We have modified Stage to add some missing features and to allow it
to be built in MSYS/MinGW. This modified version of stage is included
in the source code package in the 'stage' subdirectory, and must be built
before building MobileSim. (Patches are available on the Stage project
patch tracker at http://sourceforge.net/p/playerstage/patches/)
The source code to Stage is in the 'stage/src' subdirectory. Simulation
of robots and devices ("models") are in files beginning with the "model_"
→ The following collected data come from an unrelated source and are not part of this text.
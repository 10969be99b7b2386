//! Per-cell derived views: resources and city occupancy.

use serde::{Deserialize, Serialize};

use crate::board::position::Position;
use crate::board::roster::{CityId, Team};

/// The three harvestable resource kinds.
#[derive(Debug, Clone, Copy, PartialEq, Eq, Hash, Serialize, Deserialize)]
#[serde(rename_all = "lowercase")]
pub enum ResourceKind {
    /// Always harvestable.
    Wood,
    /// Harvestable after coal research.
    Coal,
    /// Harvestable after uranium research.
    Uranium,
}

/// A resource deposit on a tile.
#[derive(Debug, Clone, Copy, PartialEq, Eq)]
pub struct Resource {
    /// Kind of resource.
    pub kind: ResourceKind,
    /// Amount left in the ground.
    pub amount: u32,
}

/// Reference from a tile to the city structure occupying it.
#[derive(Debug, Clone, Copy, PartialEq, Eq)]
pub struct CityKey {
    /// Owning team.
    pub team: Team,
    /// City identifier, unique per team.
    pub id: CityId,
}

/// One cell's read-only view for the current turn.
#[derive(Debug, Clone, Copy, PartialEq, Eq)]
pub struct Tile {
    /// Position of this tile.
    pub pos: Position,
    /// Resource deposit, if any.
    pub resource: Option<Resource>,
    /// City occupying this tile, if any.
    pub city: Option<CityKey>,
}

impl Tile {
    /// An empty tile at `pos`.
    #[must_use]
    pub const fn empty(pos: Position) -> Self {
        Self {
            pos,
            resource: None,
            city: None,
        }
    }

    /// Check whether a resource deposit is present.
    #[must_use]
    pub const fn has_resource(&self) -> bool {
        self.resource.is_some()
    }

    /// Check whether any city occupies this tile.
    #[must_use]
    pub const fn has_city(&self) -> bool {
        self.city.is_some()
    }

    /// Check whether a city of `team` occupies this tile.
    #[must_use]
    pub fn has_own_city(&self, team: Team) -> bool {
        self.city.is_some_and(|c| c.team == team)
    }

    /// Check whether the tile carries neither resource nor city.
    ///
    /// Empty tiles are the only legal city-founding sites.
    #[must_use]
    pub const fn is_empty(&self) -> bool {
        self.resource.is_none() && self.city.is_none()
    }
}

#[cfg(test)]
mod tests {
    use super::*;

    #[test]
    fn test_empty_tile() {
        let tile = Tile::empty(Position::new(2, 3));
        assert!(tile.is_empty());
        assert!(!tile.has_resource());
        assert!(!tile.has_city());
    }

    #[test]
    fn test_own_city_check() {
        let mut tile = Tile::empty(Position::new(0, 0));
        tile.city = Some(CityKey { team: 1, id: 4 });
        assert!(tile.has_city());
        assert!(tile.has_own_city(1));
        assert!(!tile.has_own_city(0));
        assert!(!tile.is_empty());
    }
}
prefix. E.g. a movable robot base is a "position" model and is implemented
in "model_position.c". Sonar is a kind of "ranger" model. The laser LRF
is a "laser" model. Stage begins by creating a "world" (MobileSim creates
a temporary world file for Stage to start with). MobileSim then creates
models for the robots and devices, represented using stg_model_t structs
which store properties and other state. These are initialized with an init
function for the appropriate type (e.g. position_init for position models,
ranger_init for ranger models, etc.) which creates the model's property
objects, registers callbacks for future events, etc. It then calls the
load function (e.g. position_load for position models, etc.) which reads
configuration information from the world. Then, after the simulation has
been started, MobileSim's main loop calls Stage's main update function, which
calls the update functions for all model in the simulation (e.g. position_update
for position models) every 100ms (by default). This update function can examine
"command" properties and make appropriate changes, and otherwise maintain the
model's state in the simulation. Each model-specific function ends by calling
a common update function that updates the model's position in the simulated world
(based on its current velocity properties) and updates the GUI.
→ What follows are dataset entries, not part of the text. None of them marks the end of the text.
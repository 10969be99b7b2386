//! Output formatting utilities for CLI.

use lumen::{Action, TurnOutput};
use serde::Serialize;

/// Aggregated statistics over an evaluation sweep.
#[derive(Debug, Default, Clone, Copy)]
pub(super) struct EvalStats {
    /// Snapshot files evaluated successfully.
    pub(super) files: u64,
    /// Files that failed to parse or validate.
    pub(super) failures: u64,
    /// Total actions emitted.
    pub(super) actions: u64,
    /// Move actions.
    pub(super) moves: u64,
    /// City foundations.
    pub(super) city_builds: u64,
    /// Worker productions.
    pub(super) worker_builds: u64,
    /// Research actions.
    pub(super) researches: u64,
    /// Pawns that found no legal action.
    pub(super) skipped: u64,
}

impl EvalStats {
    /// Fold one turn's output into the stats.
    pub(super) fn add_output(&mut self, output: &TurnOutput) {
        self.files += 1;
        self.actions += output.actions.len() as u64;
        self.skipped += u64::from(output.skipped_pawns);
        for action in &output.actions {
            match action {
                Action::Move { .. } => self.moves += 1,
                Action::BuildCity { .. } => self.city_builds += 1,
                Action::BuildWorker { .. } => self.worker_builds += 1,
                Action::Research { .. } => self.researches += 1,
            }
        }
    }

    /// Record a file that could not be evaluated.
    pub(super) fn add_failure(&mut self) {
        self.failures += 1;
    }

    /// Merge another stats block into this one.
    pub(super) fn merge(&mut self, other: &Self) {
        self.files += other.files;
        self.failures += other.failures;
        self.actions += other.actions;
        self.moves += other.moves;
        self.city_builds += other.city_builds;
        self.worker_builds += other.worker_builds;
        self.researches += other.researches;
        self.skipped += other.skipped;
    }

    /// Average actions per evaluated snapshot.
    pub(super) fn actions_per_turn(&self) -> f64 {
        if self.files == 0 {
            return 0.0;
        }
        #[allow(clippy::cast_precision_loss)]
        let ratio = self.actions as f64 / self.files as f64;
        ratio
    }
}

/// JSON-serializable evaluation result.
#[derive(Debug, Serialize)]
pub(super) struct JsonEvalResult {
    /// Snapshot files evaluated.
    files: u64,
    /// Files that failed.
    failures: u64,
    /// Total actions emitted.
    actions: u64,
    /// Average actions per snapshot.
    actions_per_turn: f64,
    /// Move actions.
    moves: u64,
    /// City foundations.
    city_builds: u64,
    /// Worker productions.
    worker_builds: u64,
    /// Research actions.
    researches: u64,
    /// Pawns without a legal action.
    skipped_pawns: u64,
}

impl JsonEvalResult {
    /// Create from aggregated stats.
    pub(super) fn from_stats(stats: &EvalStats) -> Self {
        Self {
            files: stats.files,
            failures: stats.failures,
            actions: stats.actions,
            actions_per_turn: stats.actions_per_turn(),
            moves: stats.moves,
            city_builds: stats.city_builds,
            worker_builds: stats.worker_builds,
            researches: stats.researches,
            skipped_pawns: stats.skipped,
        }
    }
}

/// Format evaluation stats as human-readable text.
pub(super) fn format_eval_text(stats: &EvalStats) -> String {
    let mut out = String::new();
    out.push_str(&format!(
        "Eval Results ({} snapshots, {} failures)\n",
        stats.files, stats.failures
    ));
    out.push_str(&format!(
        "  Actions: {} ({:.1} per turn)\n",
        stats.actions,
        stats.actions_per_turn()
    ));
    out.push_str(&format!("  Moves: {}\n", stats.moves));
    out.push_str(&format!("  City builds: {}\n", stats.city_builds));
    out.push_str(&format!("  Worker builds: {}\n", stats.worker_builds));
    out.push_str(&format!("  Research: {}\n", stats.researches));
    out.push_str(&format!("  Skipped pawns: {}\n", stats.skipped));
    out
}

/// Format evaluation stats as CSV.
pub(super) fn format_eval_csv(stats: &EvalStats) -> String {
    let mut out = String::new();
    out.push_str("files,failures,actions,actions_per_turn,moves,city_builds,worker_builds,researches,skipped_pawns\n");
    out.push_str(&format!(
        "{},{},{},{:.3},{},{},{},{},{}\n",
        stats.files,
        stats.failures,
        stats.actions,
        stats.actions_per_turn(),
        stats.moves,
        stats.city_builds,
        stats.worker_builds,
        stats.researches,
        stats.skipped,
    ));
    out
}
In setting up the world configuration for Stage, MobileSim relies on definitions of various
Pioneer robot models, which are kept in a file called PioneerRobotModels.world.inc.
When installed, this file is alongside the MobileSim program (e.g.
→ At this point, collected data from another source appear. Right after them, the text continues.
#[cfg(test)]
mod tests {
    use super::*;

    fn empty_snapshot(width: u32, height: u32) -> Snapshot {
        Snapshot {
            step: 0,
            me: 0,
            width,
            height,
            resources: Vec::new(),
            units: Vec::new(),
            players: vec![
                PlayerState {
                    team: 0,
                    research: ResearchState::default(),
                    cities: Vec::new(),
                },
                PlayerState {
                    team: 1,
                    research: ResearchState::default(),
                    cities: Vec::new(),
                },
            ],
        }
    }

    fn worker(id: PawnId, team: Team, x: i32, y: i32) -> UnitState {
        UnitState {
            id,
            team,
            kind: PawnKind::Worker,
            x,
            y,
            cargo_space_left: 100,
            can_act: true,
        }
    }

    #[test]
    fn test_build_partitions() {
        let mut snapshot = empty_snapshot(4, 3);
        snapshot.resources.push(ResourceCell {
            x: 1,
            y: 1,
            kind: ResourceKind::Wood,
            amount: 500,
        });
        snapshot.players[0].cities.push(CityState {
            id: 1,
            fuel: 40,
            light_upkeep: 23,
            tiles: vec![CityTileState {
                x: 0,
                y: 0,
                can_act: true,
            }],
        });
        snapshot.players[1].cities.push(CityState {
            id: 1,
            fuel: 10,
            light_upkeep: 23,
            tiles: vec![CityTileState {
                x: 3,
                y: 2,
                can_act: true,
            }],
        });
        snapshot.units.push(worker(7, 0, 2, 2));
        snapshot.units.push(worker(9, 1, 3, 1));

        let board = Board::from_snapshot(&snapshot).unwrap();

        assert_eq!(board.tiles().len(), 12);
        assert_eq!(board.resource_tiles().count(), 1);
        assert_eq!(board.city_tiles().count(), 2);
        assert_eq!(board.own_city_tile_count(), 1);
        assert_eq!(board.own_pawns().count(), 1);
        assert_eq!(board.enemy_pawns().count(), 1);
        assert_eq!(board.own_cities().len(), 1);
        assert_eq!(board.own_city(1).unwrap().fuel, 40);
        assert!(board.own_city(2).is_none());

        let tile = board.tile_at(Position::new(1, 1)).unwrap();
        assert_eq!(tile.resource.unwrap().kind, ResourceKind::Wood);
        let enemy_city = board.tile_at(Position::new(3, 2)).unwrap();
        assert_eq!(enemy_city.city.unwrap().team, 1);
    }

    #[test]
    fn test_build_is_pure() {
        let mut snapshot = empty_snapshot(5, 5);
        snapshot.resources.push(ResourceCell {
            x: 4,
            y: 4,
            kind: ResourceKind::Coal,
            amount: 350,
        });
        snapshot.units.push(worker(1, 0, 0, 0));
        snapshot.units.push(worker(2, 1, 4, 0));

        let first = Board::from_snapshot(&snapshot).unwrap();
        let second = Board::from_snapshot(&snapshot).unwrap();
        assert_eq!(first, second);
    }

    #[test]
    fn test_zero_dimension_rejected() {
        let snapshot = empty_snapshot(0, 8);
        assert_eq!(
            Board::from_snapshot(&snapshot),
            Err(SnapshotError::BadDimensions {
                width: 0,
                height: 8
            })
        );
    }

    #[test]
    fn test_unit_out_of_bounds_rejected() {
        let mut snapshot = empty_snapshot(4, 4);
        snapshot.units.push(worker(1, 0, 4, 0));
        assert!(matches!(
            Board::from_snapshot(&snapshot),
            Err(SnapshotError::OutOfBounds {
                entity: "unit",
                x: 4,
                y: 0,
                ..
            })
        ));
    }

    #[test]
    fn test_resource_on_city_rejected() {
        let mut snapshot = empty_snapshot(4, 4);
        snapshot.resources.push(ResourceCell {
            x: 2,
            y: 2,
            kind: ResourceKind::Wood,
            amount: 100,
        });
        snapshot.players[0].cities.push(CityState {
            id: 1,
            fuel: 0,
            light_upkeep: 23,
            tiles: vec![CityTileState {
                x: 2,
                y: 2,
                can_act: true,
            }],
        });
        assert_eq!(
            Board::from_snapshot(&snapshot),
            Err(SnapshotError::CellConflict { x: 2, y: 2 })
        );
    }

    #[test]
    fn test_missing_player_rejected() {
        let mut snapshot = empty_snapshot(4, 4);
        snapshot.players.pop();
        assert_eq!(
            Board::from_snapshot(&snapshot),
            Err(SnapshotError::MissingPlayer { team: 1 })
        );
    }

    #[test]
    fn test_duplicate_unit_rejected() {
        let mut snapshot = empty_snapshot(4, 4);
        snapshot.units.push(worker(1, 0, 0, 0));
        snapshot.units.push(worker(1, 1, 1, 1));
        assert_eq!(
            Board::from_snapshot(&snapshot),
            Err(SnapshotError::DuplicateUnit { id: 1 })
        );
    }

    #[test]
    fn test_can_found_city() {
        let mut snapshot = empty_snapshot(4, 4);
        snapshot.resources.push(ResourceCell {
            x: 1,
            y: 0,
            kind: ResourceKind::Wood,
            amount: 100,
        });
        let mut full = worker(1, 0, 0, 0);
        full.cargo_space_left = 0;
        let mut on_resource = worker(2, 0, 1, 0);
        on_resource.cargo_space_left = 0;
        let empty_cargo = worker(3, 0, 2, 0);
        snapshot.units.push(full);
        snapshot.units.push(on_resource);
        snapshot.units.push(empty_cargo);

        let board = Board::from_snapshot(&snapshot).unwrap();
        let pawns: Vec<_> = board.own_pawns().collect();
        assert!(board.can_found_city(pawns[0]));
        assert!(!board.can_found_city(pawns[1]));
        assert!(!board.can_found_city(pawns[2]));
    }
}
/usr/local/MobileSim directory on Linux).
More about Stage (including library API documentation) is on the web at
<http://playerstage.sf.net>.
Pioneer emulation
-----------------
The Pioneer emulator component encapsulates the Pioneer robot specific aspects
of the MobileSim code. The central class in this part is called EmulatePioneer.
EmulatePioneer accepts command packets and sends information packets through a
TCP port, the same way that a real Pioneer robot communicates over a serial port.
These commands are de-marshalled and EmulatePioneer makes appropriate calls into
a RobotInterface object. Likewise, information is retrieved from the
RobotInterface to be sent in information packets. RobotInterface is the
interface through which the Pioneer emulation component communicates with the
simulation component. In MobileSim, a subclass of RobotInterface called
StageInterface is used to connect the Pioneer server emulation with the Stage
simulation. The StageInterface class also contains a function to load the map
file and set up the Stage world accordingly.
For each robot requested, MobileSim's main() function creates a
StageInterface and an EmulatePioneer object. The StageInterface object
locates appropriate "model" pointers in the Stage simulation for the robot
(a "position" model), sonar (a "ranger" model) and possibly a laser model.
EmulatePioneer uses a StageInterface object to communicate with Stage
through it's public functional API or by getting and setting
"properties" (a generic data container) of these models.
GDB Crash Handler
-----------------
On Linux and MacOSX, when a fatal signal is received indicating the
program is crashing (SIGSEGV, SIGABRT, SIGILL, SIGILL, SIGFPE, SIGBUS),
MobileSim will try to run the gdb debugger and log stack traces for
each thread.
To allow gdb to do this on some systems such as Ubuntu,
you must change PTRACE level in Linux. You can do this temporarly
by modifying /proc/sys/kernel/yama/ptrace_scope:
sudo sh -c 'echo 0 >/proc/sys/kernel/yama/ptrace_scope'
or permanently by editing /etc/sysctl.d/10-ptrace.conf.
You can disable the crash handler with the --no-crash-debug
command-line options.
If in noninteractive mode, MobileSim will also try to restart after
logging crash information. This can be disabled wiht --no-crash-restart.
In the normal interactive mode, automatic restart is disabled by default.